L’agnosticisme (partie 2 de 4) : Discussion sur les affirmations de Huxley
« Selon Huxley, ce terme fut choisi comme antithétique aux « gnostiques » des premiers temps de l’Église et par opposition non seulement au théisme et au christianisme, mais aussi à l’athéisme et au panthéisme. Il voulait que le terme recouvre d’une enveloppe de respectabilité non pas tant l’ignorance au sujet de Dieu, mais la conviction inébranlable que le problème de Son existence est insoluble. »[1]
Le renard sans queue à la recherche d’une « enveloppe de respectabilité »? Il semble que ce soit cela, mais qui peut l’en blâmer? C’était une époque difficile et déroutante – compte tenu du cadre d’alors, de nombreux intellectuels devaient se sentir passablement frustrés et devaient s’imaginer non seulement sans queue, mais carrément sans arrière-train.
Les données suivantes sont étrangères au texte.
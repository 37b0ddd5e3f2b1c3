//! Execution layer - task selection, timeline computation, and simulation runs.

#![warn(missing_docs)]

pub mod selector;
pub mod scheduler;
pub mod config;
pub mod engine;

pub use selector::{TaskSelector, SelectorStrategy, Candidate};
pub use scheduler::{Scheduler, schedule, schedule_named};
pub use config::SimConfig;
pub use engine::{SimulationEngine, SimulationRun, Comparison, ComparisonEntry, ExecutionError};
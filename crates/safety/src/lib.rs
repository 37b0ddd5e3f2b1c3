//! Resource safety - deadlock detection over a wait-for graph and
//! admission control with the Banker's algorithm.
//!
//! Both halves work on caller-owned snapshots. The detector builds its graph
//! fresh on every call; the Banker's engine only commits a request once the
//! tentative state has been proven safe.

#![warn(missing_docs)]

pub mod wait_for;
pub mod deadlock;
pub mod banker;
pub mod error;

pub use wait_for::{WaitForGraph, WaitEdge};
pub use deadlock::{DeadlockDetector, DeadlockReport, detect};
pub use banker::{
    SafetyState, ProcessClaim, ResourceVector, RequestOutcome, is_safe, safe_sequence,
};
pub use error::{SafetyError, Result};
À une époque et en un lieu où, tel que le décrit Huxley, l’option qui se présentait à vous, au sens pratique, était le christianisme ou rien, quiconque s’attardait aux difficultés théologiques finissait par reconsidérer les vœux de fidélité qu’il avait fait au groupe chrétien auquel il appartenait. Il ne fait aucun doute que l’invention du terme « agnosticisme » découle de la frustration provenant des interactions avec ceux dont les doctrines pouvaient facilement être discréditées par des hommes et des femmes de raison, mais ce, dans un vide théologique où une alternative acceptable n’avait pas encore été présentée au monde anglophone. Que pouvait bien faire une personne qui croyait en Dieu, mais qui ne croyait pas aux religions auxquelles elle avait été exposée? L’évasion était l’unique alternative, et c’est exactement, semble-t-il, ce que fit Huxley. Il inventa un terme qui englobait un vieux concept fournissant, à ceux qui y adhéraient, un chemin d’évasion menant loin des salles combles et surchauffées où se tenaient des discussions religieuses, et bifurquant vers le salon intime des convictions personnelles.
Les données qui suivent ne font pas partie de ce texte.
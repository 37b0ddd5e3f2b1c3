//! Execution timelines.

use serde::{Deserialize, Serialize};
use crate::{Pid, Tick};

/// A contiguous interval during which one process holds the CPU.
#[derive(Debug, Clone, Copy, PartialEq, Eq, Hash, Serialize, Deserialize)]
pub struct Segment {
    /// Process on the CPU
    pub pid: Pid,
    /// Inclusive start
    pub start: Tick,
    /// Exclusive end
    pub end: Tick,
}

impl Segment {
    /// Create a segment.
    pub fn new(pid: Pid, start: Tick, end: Tick) -> Self {
        Self { pid, start, end }
    }

    /// Length of the segment.
    pub fn duration(&self) -> Tick {
        self.end - self.start
    }
}

impl From<(u32, Tick, Tick)> for Segment {
    fn from((pid, start, end): (u32, Tick, Tick)) -> Self {
        Self::new(Pid::new(pid), start, end)
    }
}

/// Ordered sequence of segments on a single CPU.
#[derive(Debug, Clone, Default, PartialEq, Eq, Serialize, Deserialize)]
#[serde(transparent)]
pub struct Timeline {
    segments: Vec<Segment>,
}

impl Timeline {
    /// Create an empty timeline.
    pub fn new() -> Self {
        Self::default()
    }

    /// Append a segment. Empty intervals are dropped.
    pub fn push(&mut self, pid: Pid, start: Tick, end: Tick) {
        if start < end {
            self.segments.push(Segment::new(pid, start, end));
        }
    }

    /// Collapse back-to-back runs of the same pid into single segments.
    ///
    /// Two segments merge only when the pid matches and the second starts
    /// exactly where the first ended.
    pub fn merged(self) -> Self {
        let mut merged: Vec<Segment> = Vec::with_capacity(self.segments.len());
        for seg in self.segments {
            match merged.last_mut() {
                Some(last) if last.pid == seg.pid && last.end == seg.start => last.end = seg.end,
                _ => merged.push(seg),
            }
        }
        Self { segments: merged }
    }

    /// Segments in order.
    pub fn segments(&self) -> &[Segment] {
        &self.segments
    }

    /// Iterate over segments.
    pub fn iter(&self) -> std::slice::Iter<'_, Segment> {
        self.segments.iter()
    }

    /// Number of segments.
    pub fn len(&self) -> usize {
        self.segments.len()
    }

    /// Whether the timeline has no segments.
    pub fn is_empty(&self) -> bool {
        self.segments.is_empty()
    }

    /// Total time the CPU was busy.
    pub fn total_exec(&self) -> Tick {
        self.segments.iter().map(Segment::duration).sum()
    }

    /// Earliest segment start.
    pub fn first_start(&self) -> Option<Tick> {
        self.segments.iter().map(|s| s.start).min()
    }

    /// Latest segment end.
    pub fn last_end(&self) -> Option<Tick> {
        self.segments.iter().map(|s| s.end).max()
    }

    /// Distance from the first start to the last end, 0 when empty.
    pub fn span(&self) -> Tick {
        match (self.first_start(), self.last_end()) {
            (Some(start), Some(end)) => end - start,
            _ => 0,
        }
    }

    /// Segments belonging to one pid.
    pub fn for_pid(&self, pid: Pid) -> impl Iterator<Item = &Segment> + '_ {
        self.segments.iter().filter(move |s| s.pid == pid)
    }
}

impl From<Vec<Segment>> for Timeline {
    fn from(segments: Vec<Segment>) -> Self {
        Self { segments }
    }
}

impl FromIterator<Segment> for Timeline {
    fn from_iter<I: IntoIterator<Item = Segment>>(iter: I) -> Self {
        Self { segments: iter.into_iter().collect() }
    }
}

impl<'a> IntoIterator for &'a Timeline {
    type Item = &'a Segment;
    type IntoIter = std::slice::Iter<'a, Segment>;

    fn into_iter(self) -> Self::IntoIter {
        self.segments.iter()
    }
}

impl IntoIterator for Timeline {
    type Item = Segment;
    type IntoIter = std::vec::IntoIter<Segment>;

    fn into_iter(self) -> Self::IntoIter {
        self.segments.into_iter()
    }
}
Et pourtant, bien que le terme ait fournit une soupape de sûreté à ceux qui voulaient fuir la pression des discussions religieuses trop sérieuses de l’époque de Huxley, la question qui vient à l’esprit est : « Ce terme a-t-il encore quelque valeur de nos jours? » La vérité du concept demeure, mais la question n’est pas de savoir s’il porte une part de vérité, mais si la vérité possède une certaine valeur. Une roche est bien réelle, mais quelle est sa valeur? Très faible, en des circonstances normales.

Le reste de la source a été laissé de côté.